In 2024, Bahbah established the organization Arab Americans for Trump. He said that, although he had voted for Joe Biden in the 2020 United States presidential election, he began to believe after the October 7 attacks that Democrats would not put an end to the killing of Palestinians. He and Massad Boulos, the father-in-law of Trump's daughter Tiffany Trump and later Senior Advisor to the President, collaborated during Trump's 2024 presidential campaign to push Trump to resist Israeli efforts to increase US support for the Gaza war. During Trump's campaign, Bahbah stated that he believed Trump would "put an immediate end to the war in Gaza" if elected. Shortly after the election, Bahbah stated that he believed Trump "is a different person than he was in 2016 and 2020 ... He now wants an end to the war and a lasting peace in the Middle East."

In May 2024, Bahbah and Boulos helped to establish a political action committee called Arab Americans for a Better America. The PAC raised $478,300 in the 2024 election cycle.

In February 2025, Bahbah renamed Arab Americans for Trump to Arab Americans for Peace after Trump commented that he wished to develop Gaza into the "Riviera of the Middle East".

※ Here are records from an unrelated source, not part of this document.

/// Render an ISO date as e.g. "3 March 2026"; other text is shown as is.
fn display_date(raw: &str) -> String {
    chrono::NaiveDate::parse_from_str(raw, "%Y-%m-%d")
        .map(|d| d.format("%-d %B %Y").to_string())
        .unwrap_or_else(|_| raw.to_string())
}

// ---------------------------------------------------------------------------
// Cards
// ---------------------------------------------------------------------------

pub fn nutrition_suggestions(profile: &Map<String, Value>) -> Vec<Suggestion> {
    let country = text(profile, "country");
    let playbook = playbook_for(country);
    let allergies = parse_list(profile.get("allergies"));
    let conditions = condition_labels(profile);

    let allergy_line = if allergies.is_empty() {
        "No allergies were noted, so we will lean into the full palette of nourishing foods in your region.".to_string()
    } else {
        format!(
            "We will steer clear of {} when suggesting recipes and swap them for gentle alternatives.",
            allergies.join(", ")
        )
    };

    let condition_line = if conditions.is_empty() {
        "Share any health conditions and we will fine-tune micronutrient support instantly.".to_string()
    } else {
        format!(
            "Because you mentioned {}, we prioritise options that support those conditions and avoid known triggers.",
            conditions.join(", ")
        )
    };

    vec![
        Suggestion {
            id: "nutrition-region-highlights",
            category: "Regional focus",
            title: format!("Comforting staples for {}", country.unwrap_or("your region")),
            summary: format!(
                "Lean into {} so meals feel familiar and balanced, paired with {} to cover iron, calcium, and folate needs.",
                playbook.staples, playbook.produce
            ),
        },
        Suggestion {
            id: "nutrition-allergy-guard",
            category: "Allergy aware",
            title: "Safe swaps personalised for you".to_string(),
            summary: allergy_line,
        },
        Suggestion {
            id: "nutrition-hydration",
            category: "Hydration & boosters",
            title: "Gentle hydration reminders".to_string(),
            summary: format!(
                "{} keep fluids up without upsetting your tummy. {condition_line}",
                capitalise(playbook.hydration)
            ),
        },
    ]
}

pub fn lifestyle_suggestions(profile: &Map<String, Value>) -> Vec<Suggestion> {
    let activity = text(profile, "activity_level").unwrap_or("a pace that works for you");
    let emotional = text(profile, "emotional_state").unwrap_or("how you are feeling today");
    let week = current_week(profile)
        .map(|w| w.to_string())
        .unwrap_or_else(|| "current".to_string());

    let appointment_line = match (has_doctor(profile), text(profile, "next_appointment")) {
        (true, Some(date)) => format!(
            "Your next appointment is on {}. Checklists and question prompts will appear a few days before.",
            display_date(date)
        ),
        (true, None) => {
            "Keep logging upcoming appointments so preparation checklists arrive in time.".to_string()
        }
        (false, _) => {
            "You noted that you are still finding a doctor. The resources tab gathers provider directories for your region.".to_string()
        }
    };

    vec![
        Suggestion {
            id: "lifestyle-movement",
            category: "Movement",
            title: "Movement that matches your energy".to_string(),
            summary: format!(
                "Since you described your activity level as {activity}, short bursts of pelvic-friendly stretches and guided breathing fit well. Impact stays aligned with week {week}."
            ),
        },
        Suggestion {
            id: "lifestyle-emotions",
            category: "Mind-body",
            title: "Emotional wellbeing nudges".to_string(),
            summary: format!(
                "Your latest emotional check-in was \"{emotional}\". Expect calming rituals, journaling prompts, and partner support ideas tuned to that feeling."
            ),
        },
        Suggestion {
            id: "lifestyle-appointments",
            category: "Care circle",
            title: "Care team coordination".to_string(),
            summary: appointment_line,
        },
    ]
}

/// Focus cards for the current week and the next one. Empty without a week.
pub fn weekly_focus(profile: &Map<String, Value>) -> Vec<WeeklyFocus> {
    let Some(week) = current_week(profile) else {
        return Vec::new();
    };
    let playbook = playbook_for(text(profile, "country"));
    let primary_produce = playbook
        .produce
        .split(',')
        .next()
        .map(str::trim)
        .filter(|s| !s.is_empty())
        .unwrap_or("seasonal produce");
    let movement_cue = text(profile, "activity_level")
        .map(|a| format!("{} movement", a.to_lowercase()))
        .unwrap_or_else(|| "gentle stretches".to_string());
    let diet = text(profile, "diet_style").unwrap_or("balanced");
    let upcoming = (week + 1).min(FINAL_WEEK);

    let appointment_point = match text(profile, "next_appointment") {
        Some(date) => format!("Prep notes for your {} appointment.", display_date(date)),
        None => "List two questions you want to discuss with your care team.".to_string(),
    };
    let mood_point = match text(profile, "emotional_state") {
        Some(state) => format!("Match your \"{state}\" check-in with a partner or journal conversation."),
        None => "Log a short emotional check-in to unlock mood-based support.".to_string(),
    };

    vec![
        WeeklyFocus {
            week,
            headline: format!("Week {week}: nourish with familiarity"),
            description: format!(
                "Lean into {} and {primary_produce} to keep energy steady with your {diet} approach.",
                playbook.staples
            ),
            focus_points: vec![
                format!("Add {primary_produce} to one meal today and pair it with a protein-rich side."),
                format!("Schedule a {movement_cue} break alongside a hydration reminder."),
            ],
        },
        WeeklyFocus {
            week: upcoming,
            headline: format!("Looking ahead to week {upcoming}"),
            description: "Capture questions, mood notes, and body signals so the upcoming week feels grounded.".to_string(),
            focus_points: vec![appointment_point, mood_point],
        },
    ]
}

pub fn action_items(profile: &Map<String, Value>) -> Vec<ActionItem> {
    let region = text(profile, "country").unwrap_or("your area");
    let conditions = condition_labels(profile);
    let mut items = Vec::new();

    if !has_doctor(profile) {
        items.push(ActionItem {
            id: CardId::Template("action-find-provider"),
            title: format!("Shortlist prenatal providers in {region}"),
            is_completed: false,
            due_on: None,
        });
    }
    if let Some(date) = text(profile, "next_appointment") {
        items.push(ActionItem {
            id: CardId::Template("action-appointment-prep"),
            title: "Prepare questions and documents for your upcoming visit".to_string(),
            is_completed: false,
            due_on: Some(date.to_string()),
        });
    }
    if !conditions.is_empty() {
        items.push(ActionItem {
            id: CardId::Template("action-condition-journal"),
            title: format!("Log symptom notes related to {}", conditions.join(", ")),
            is_completed: false,
            due_on: None,
        });
    }
    if items.is_empty() {
        items.push(ActionItem {
            id: CardId::Template("action-gratitude"),
            title: "Add one gratitude or mood entry for today".to_string(),
            is_completed: false,
            due_on: None,
        });
    }
    items.push(ActionItem {
        id: CardId::Template("action-hydration"),
        title: "Check in on hydration and aim for steady sips through the day".to_string(),
        is_completed: false,
        due_on: None,
    });
    items
}

/// Generated notification cards, used when the user has none stored.
pub fn fallback_notifications(
    profile: Option<&Map<String, Value>>,
    now: Timestamp,
) -> Vec<Notification> {
    let card = |id, title: &str, message: String, severity| Notification {
        id: CardId::Template(id),
        title: title.to_string(),
        message,
        severity,
        created_at: now,
    };

    let Some(profile) = profile else {
        return vec![card(
            "notification-welcome",
            "Welcome to Mum.entum",
            "Share a few onboarding details so we can craft timely nudges just for you.".to_string(),
            Severity::Info,
        )];
    };

    let mut cards = vec![card(
        "notification-hydration",
        "Hydration check-in",
        "Keep a refillable bottle nearby. Staying hydrated supports amniotic fluid levels and digestion.".to_string(),
        Severity::Info,
    )];
    if let Some(date) = text(profile, "next_appointment") {
        cards.push(card(
            "notification-appointment",
            "Appointment prep",
            format!("Start jotting questions for your upcoming visit on {}.", display_date(date)),
            Severity::Important,
        ));
    }
    let conditions = condition_labels(profile);
    if !conditions.is_empty() {
        cards.push(card(
            "notification-condition",
            "Condition-aware insight",
            format!(
                "Because you noted {}, we will prioritise check-ins that keep symptoms in check.",
                conditions.join(", ")
            ),
            Severity::Info,
        ));
    }
    cards
}

fn current_week(profile: &Map<String, Value>) -> Option<i64> {
    number(profile, "current_week").or_else(|| number(profile, "weeks_pregnant"))
}

fn has_doctor(profile: &Map<String, Value>) -> bool {
    profile.get("has_doctor").and_then(Value::as_bool).unwrap_or(false)
}

fn capitalise(s: &str) -> String {
    let mut chars = s.chars();
    match chars.next() {
        Some(first) => first.to_uppercase().chain(chars).collect(),
        None => String::new(),
    }
}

At several points in 2025, Bahbah served as a messenger between Hamas and the United States government, including in conversations aimed at negotiating a ceasefire in the Gaza war and the return of hostage Edan Alexander. Bahbah does not have an official role in the Trump administration, but has been described as an envoy to Steve Witkoff, who was appointed by Trump to be his Special Envoy to the Middle East. Bahbah told The Telegraph he was "as mystified as anyone else" at becoming a conduit for the communications between Hamas and the Trump administration. The Telegraph described Bahbah as a "novice professor" and a "political neophyte ... rocketed to power by his embrace of Donald Trump". A senior US official speaking anonymously to Axios described Bahbah as "involved but tangentially" in the communications.

== Personal life ==
Bahbah lives in Arizona. He is Christian.

Bahbah described himself as a Republican in his writings in The Arizona Republic in the 2000s. However, in reporting about his creation of Arab Americans for Trump, NDTV described him as a Democrat who "publicly broke with the party in 2024"; Ynet wrote that he was a "loyal Democratic voter who never considered backing the Republican Party — until October 7".